I started discussing whether or not the current globalist agenda was Fascist intensely back in the early 90's with self-identified Progressive activists organized around the struggle to save Berkeley California's KPFA radio. Mostly people on those message boards disagreed with my assertions that the government was moving distinctly toward Fascism. At that time, from a Progressive perspective, they thought that Fascism would look like Nazism in Germany or Italy in the 1930's, and were not interested in the unseen aspects of that movement, which was financed and enabled by the same forces working to control the devolution of society now.
The power elite have no qualms whatsoever about what surface identities of the institutions or forces they use to obtain their objectives. They are just as happy with using so-called Left elements in their social manipulation as with overtly authoritarian ones. Notice for instance the recent publicity around James Woolsey's involvement in "Green Power" and environmental causes, while he still identifies himself as having Neocon roots.
In my opinion Wilhelm Reich came close to the truth about the causes of totalitarianism and hierarchical control when he described it as "emotional plague" which mirrored the armoring, or chronic psychosomatic tension, of an individual at the societal level. He wrote about the similarities between Nazi Germany and Soviet Russia, both of which he was intimately familiar. It seems to me that this top down, controlling behavior can also be seen as reflecting the structural nature of the ego as described in depth by Eckhart Tolle. His assertion, which conforms to my observations, is that every person who falls, as almost all of us in this culture do, into thinking that s/he is in fact a distinct phenomenon, separate from the unitary whole of formal reality, tends toward characteristic beliefs and behaviors. These include denying our connection to each other and to life as a whole, seeing the world we see "outside" as threatening, and projecting our suppressed ideas about the separate person we think we are out onto others and society. We see others as something dangerous to be controlled (as we coincidentally see our true selves, the formless consciousness we essentially are).
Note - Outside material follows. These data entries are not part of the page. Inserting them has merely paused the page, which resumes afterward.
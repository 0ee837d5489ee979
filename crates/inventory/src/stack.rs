use satchel_core::ItemId;

/// A count of units of one item type held together.
///
/// Stacks are only mutated by the owning [`crate::Inventory`]; the mutators are
/// crate-private so callers outside the aggregate can read but never change them.
#[derive(Debug, Clone, PartialEq, Eq)]
pub struct ItemStack {
    item: ItemId,
    count: i64,
}

impl ItemStack {
    /// A fresh stack always starts with exactly one unit.
    pub(crate) fn new(item: ItemId) -> Self {
        Self { item, count: 1 }
    }

    /// Rebuild a stack from persisted state. The count is validated by the caller.
    pub(crate) fn with_count(item: ItemId, count: i64) -> Self {
        Self { item, count }
    }

    pub fn item(&self) -> ItemId {
        self.item
    }

    pub fn count(&self) -> i64 {
        self.count
    }

    pub(crate) fn increase(&mut self, amount: u32) {
        self.count = self.count.saturating_add(i64::from(amount));
    }

    /// Does not clamp: the count may go to zero or below, and evicting the
    /// stack is then the aggregate's job.
    pub(crate) fn decrease(&mut self, amount: u32) {
        self.count = self.count.saturating_sub(i64::from(amount));
    }

    pub fn is_depleted(&self) -> bool {
        self.count < 1
    }
}
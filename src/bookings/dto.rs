use serde::Deserialize;

use super::pricing::SitterRates;

/// Draft booking as filled in on the booking form.
#[derive(Debug, Deserialize)]
#[serde(rename_all = "camelCase")]
pub struct QuoteRequest {
    pub service: String,
    pub start_date: String,
    pub end_date: String,
    #[serde(default)]
    pub price_per_day: Option<f64>,
    #[serde(default)]
    pub price_per_hour: Option<f64>,
}

impl QuoteRequest {
    pub fn rates(&self) -> SitterRates {
        SitterRates {
            per_day: self.price_per_day,
            per_hour: self.price_per_hour,
        }
    }
}
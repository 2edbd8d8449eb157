use crate::config::{AppConfig, LogConfig, PricingConfig};
use std::sync::Arc;

#[derive(Clone)]
pub struct AppState {
    pub config: Arc<AppConfig>,
}

impl AppState {
    pub fn init() -> anyhow::Result<Self> {
        let config = Arc::new(AppConfig::from_env()?);
        Ok(Self::from_config(config))
    }

    pub fn from_config(config: Arc<AppConfig>) -> Self {
        Self { config }
    }

    /// State for tests: defaults everywhere, nothing read from the environment.
    pub fn fake() -> Self {
        let config = Arc::new(AppConfig {
            host: "127.0.0.1".into(),
            port: 0,
            log: LogConfig {
                filter: "petcare=debug".into(),
                json: false,
            },
            pricing: PricingConfig::default(),
        });
        Self::from_config(config)
    }
}
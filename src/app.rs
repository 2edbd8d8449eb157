use std::net::SocketAddr;
use axum::{Router, routing::get};
use tower_http::{cors::CorsLayer, trace::TraceLayer};
use crate::state::AppState;
use crate::{bookings, scores};

pub fn build_app(state: AppState) -> Router {
    Router::new()
        .nest("/api/v1",
              Router::new()
                  .merge(scores::router())
                  .merge(bookings::router())
                  .route("/health", get(|| async { "ok" }))
        )
        .with_state(state)
        .layer(CorsLayer::permissive())
        .layer(
            TraceLayer::new_for_http()
                .make_span_with(|req: &axum::http::Request<_>| {
                    let method = req.method().clone();
                    let uri = req.uri().clone();
                    tracing::info_span!("http_request", %method, uri = %uri, status = tracing::field::Empty)
                })
                .on_response(
                    |res: &axum::http::Response<_>,
                     latency: std::time::Duration,
                     span: &tracing::Span| {
                        let status = res.status();
                        span.record("status", tracing::field::display(status));
                        if status.is_server_error() {
                            tracing::error!(%status, ?latency, "response");
                        } else {
                            tracing::info!(%status, ?latency, "response");
                        }
                    },
                ),
        )
}

pub async fn serve(app: Router, host: &str, port: u16) -> anyhow::Result<()> {
    let addr: SocketAddr = format!("{}:{}", host, port).parse()?;

    tracing::info!("listening on {}", addr);
    let listener = tokio::net::TcpListener::bind(addr).await?;
    axum::serve(listener, app).await?;
    Ok(())
}
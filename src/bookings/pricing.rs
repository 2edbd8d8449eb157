use std::{fmt, str::FromStr};

use serde::{Deserialize, Serialize};
use thiserror::Error;
use time::{
    format_description::well_known::Rfc3339, macros::format_description, Date, OffsetDateTime,
    PrimitiveDateTime,
};

#[derive(Debug, Clone, Copy, PartialEq, Eq)]
pub enum DateField {
    Start,
    End,
}

impl fmt::Display for DateField {
    fn fmt(&self, f: &mut fmt::Formatter<'_>) -> fmt::Result {
        f.write_str(match self {
            DateField::Start => "start",
            DateField::End => "end",
        })
    }
}

#[derive(Debug, Clone, PartialEq, Eq, Error)]
pub enum BookingError {
    #[error("invalid {field} date: {value:?}")]
    InvalidDate { field: DateField, value: String },
    #[error("end must be after start")]
    InvalidRange,
    #[error("unknown service: {0:?}")]
    UnknownService(String),
}

/// Kind of pet-sitting engagement. Walks and visits are billed per hour,
/// everything else per day.
#[derive(Debug, Clone, Copy, PartialEq, Eq, Hash, Serialize, Deserialize)]
pub enum ServiceKind {
    #[serde(rename = "garde_domicile")]
    HomeSitting,
    #[serde(rename = "garde_chez_sitter")]
    SitterHomeSitting,
    #[serde(rename = "promenade")]
    Walk,
    #[serde(rename = "visite")]
    Visit,
    #[serde(rename = "toilettage")]
    Grooming,
}

#[derive(Debug, Clone, Copy, PartialEq, Eq, Serialize, Deserialize)]
#[serde(rename_all = "snake_case")]
pub enum Billing {
    PerDay,
    PerHour,
}

impl ServiceKind {
    pub fn as_str(self) -> &'static str {
        match self {
            ServiceKind::HomeSitting => "garde_domicile",
            ServiceKind::SitterHomeSitting => "garde_chez_sitter",
            ServiceKind::Walk => "promenade",
            ServiceKind::Visit => "visite",
            ServiceKind::Grooming => "toilettage",
        }
    }

    pub fn billing(self) -> Billing {
        match self {
            ServiceKind::Walk | ServiceKind::Visit => Billing::PerHour,
            ServiceKind::HomeSitting | ServiceKind::SitterHomeSitting | ServiceKind::Grooming => {
                Billing::PerDay
            }
        }
    }
}

impl FromStr for ServiceKind {
    type Err = BookingError;

    fn from_str(s: &str) -> Result<Self, Self::Err> {
        match s.trim() {
            "garde_domicile" => Ok(ServiceKind::HomeSitting),
            "garde_chez_sitter" => Ok(ServiceKind::SitterHomeSitting),
            "promenade" => Ok(ServiceKind::Walk),
            "visite" => Ok(ServiceKind::Visit),
            "toilettage" => Ok(ServiceKind::Grooming),
            other => Err(BookingError::UnknownService(other.to_string())),
        }
    }
}

/// A booking boundary as sent by the client.
///
/// Keeps the exact instant for the ordering check and the calendar date
/// (in the input's own offset) for the day count.
#[derive(Debug, Clone, Copy, PartialEq, Eq)]
pub struct BookingDate {
    instant: OffsetDateTime,
}

impl BookingDate {
    /// Accepts `YYYY-MM-DD`, RFC 3339, or a naive `YYYY-MM-DDTHH:MM[:SS]`
    /// read as UTC.
    pub fn parse(raw: &str, field: DateField) -> Result<Self, BookingError> {
        let raw = raw.trim();
        let date_only = format_description!("[year]-[month]-[day]");
        let naive_seconds = format_description!("[year]-[month]-[day]T[hour]:[minute]:[second]");
        let naive_minutes = format_description!("[year]-[month]-[day]T[hour]:[minute]");

        let instant = Date::parse(raw, date_only)
            .map(|d| d.midnight().assume_utc())
            .or_else(|_| OffsetDateTime::parse(raw, &Rfc3339))
            .or_else(|_| PrimitiveDateTime::parse(raw, naive_seconds).map(|dt| dt.assume_utc()))
            .or_else(|_| PrimitiveDateTime::parse(raw, naive_minutes).map(|dt| dt.assume_utc()))
            .map_err(|_| BookingError::InvalidDate {
                field,
                value: raw.to_string(),
            })?;

        Ok(Self { instant })
    }

    pub fn instant(&self) -> OffsetDateTime {
        self.instant
    }

    /// The date with the time of day dropped.
    pub fn calendar_date(&self) -> Date {
        self.instant.date()
    }
}

/// Number of billable days between two boundaries.
///
/// `end` must be strictly after `start`. The count is taken on calendar
/// dates and never goes below 1, so two instants on the same day bill one
/// day.
pub fn duration_between(start: BookingDate, end: BookingDate) -> Result<u32, BookingError> {
    if end.instant <= start.instant {
        return Err(BookingError::InvalidRange);
    }
    let days = (end.calendar_date() - start.calendar_date()).whole_days().max(1);
    Ok(u32::try_from(days).unwrap_or(u32::MAX))
}

pub fn compute_duration(start: &str, end: &str) -> Result<u32, BookingError> {
    let start = BookingDate::parse(start, DateField::Start)?;
    let end = BookingDate::parse(end, DateField::End)?;
    duration_between(start, end)
}

/// Rates advertised by a sitter. Either may be missing.
#[derive(Debug, Clone, Copy, Default, PartialEq, Serialize, Deserialize)]
#[serde(rename_all = "camelCase")]
pub struct SitterRates {
    #[serde(default)]
    pub per_day: Option<f64>,
    #[serde(default)]
    pub per_hour: Option<f64>,
}

/// The rate that applies to `service`, or `None` if the sitter has not set it.
pub fn compute_unit_price(service: ServiceKind, rates: &SitterRates) -> Option<f64> {
    match service.billing() {
        Billing::PerHour => rates.per_hour,
        Billing::PerDay => rates.per_day,
    }
}

#[derive(Debug, Clone, Copy, PartialEq)]
pub struct QuoteOptions {
    /// Stand-in for a missing rate when computing the total.
    pub missing_price: f64,
    /// Round the total half away from zero to two decimals.
    pub round_to_cents: bool,
}

impl Default for QuoteOptions {
    fn default() -> Self {
        Self {
            missing_price: 0.0,
            round_to_cents: false,
        }
    }
}

/// Advisory price estimate shown before a booking is submitted.
#[derive(Debug, Clone, Copy, PartialEq, Serialize, Deserialize)]
#[serde(rename_all = "camelCase")]
pub struct Quote {
    pub service: ServiceKind,
    pub billing: Billing,
    pub duration_units: u32,
    pub unit_price: Option<f64>,
    pub price_missing: bool,
    pub total: f64,
}

pub fn quote(
    start: &str,
    end: &str,
    service: ServiceKind,
    rates: &SitterRates,
    options: &QuoteOptions,
) -> Result<Quote, BookingError> {
    let duration_units = compute_duration(start, end)?;
    let unit_price = compute_unit_price(service, rates);
    let mut total = f64::from(duration_units) * unit_price.unwrap_or(options.missing_price);
    if options.round_to_cents {
        total = round_cents(total);
    }

    Ok(Quote {
        service,
        billing: service.billing(),
        duration_units,
        unit_price,
        price_missing: unit_price.is_none(),
        total,
    })
}

pub fn compute_total(
    start: &str,
    end: &str,
    service: ServiceKind,
    rates: &SitterRates,
    options: &QuoteOptions,
) -> Result<f64, BookingError> {
    quote(start, end, service, rates, options).map(|q| q.total)
}

fn round_cents(value: f64) -> f64 {
    (value * 100.0).round() / 100.0
}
Again IMO, the people who think that they are driving the movement toward global hierarchical control have basically the same vision as did the Nazi's in that they envision using technology and hard and soft weaponry to achieve cradle-to-grave social engineering. I think their ultimate vision is of attaining some kind of sustainable techno-feudalism that enables their hierarchies to exist indefinitely without being threatened by any resurgence of the unconditioned intelligence that underlies and supports the moment-to-moment life of the phenomenal world. They particularly want to keep anyone outside of themselves from threatening their rigid stance of control, but are also in terror of such an outbreak from within themselves.
We're in a situation in which we've been socialized into thinking that we know who we are and what's going on, without actually generally having the capacity to ask ourselves if this Cartesian worldview is true, or to see the erroneous assumptions (supported by massive anecdotal evidence due to collective misapprehensions of our direct experience) that underpin the house-of-cards. The widespread and divergent ideas that we are rapidly approaching some kind of shift in our understanding of ourselves and in planetary human affairs reflects a gradual breakdown of the spell of this highly limited consensus view of reality. Many people, including me, believe that some kind of awakening to the possibility that our minds can't comprehend the nature of what we are or our situation in a final way is unfolding in current affairs.
This implies an awakening of a direct experiential nature to the unconditioned awareness of the heart-mind, deep self, stillness, or whatever pointer to "it" works for us at a given moment, on an unprecedented mass scale. If it is true that elite planners are basically motivated by defense of their ego structures, such an awakening, about which there is a very large amount of well-correlated intuitive information available which would obviously be of great pertinence to any effective defense of hierarchical social order, would be a worst-case scenario, on steroids.
Which is what David Icke, who has articulated the manipulation of both polarities of the Left-Right political spectrum by the global Superclass over a period of years now, with exhaustive evidence to suggest its truth, is saying when, at the end of his analysis of the book, says that "For the Hidden Hand time is short, so I doubt it will be long" before they advance on the "Superclass" modified-limited-hangout of suggesting that there might be an elite category of global citizens with more initiative and power than most of us. I know several otherwise smart and conventionally well-meaning people who believe that global governance is a complex thing beyond normal understanding, and should be left to those who know how (don't try this at home). Moreover, they think that it's going to happen anyway, so why waste our bandwidth considering the implications?
If we're facing something tantamount to unassailable global slavery, does the question of whether it's Neo-Liberal or Neo-Conservative matter much?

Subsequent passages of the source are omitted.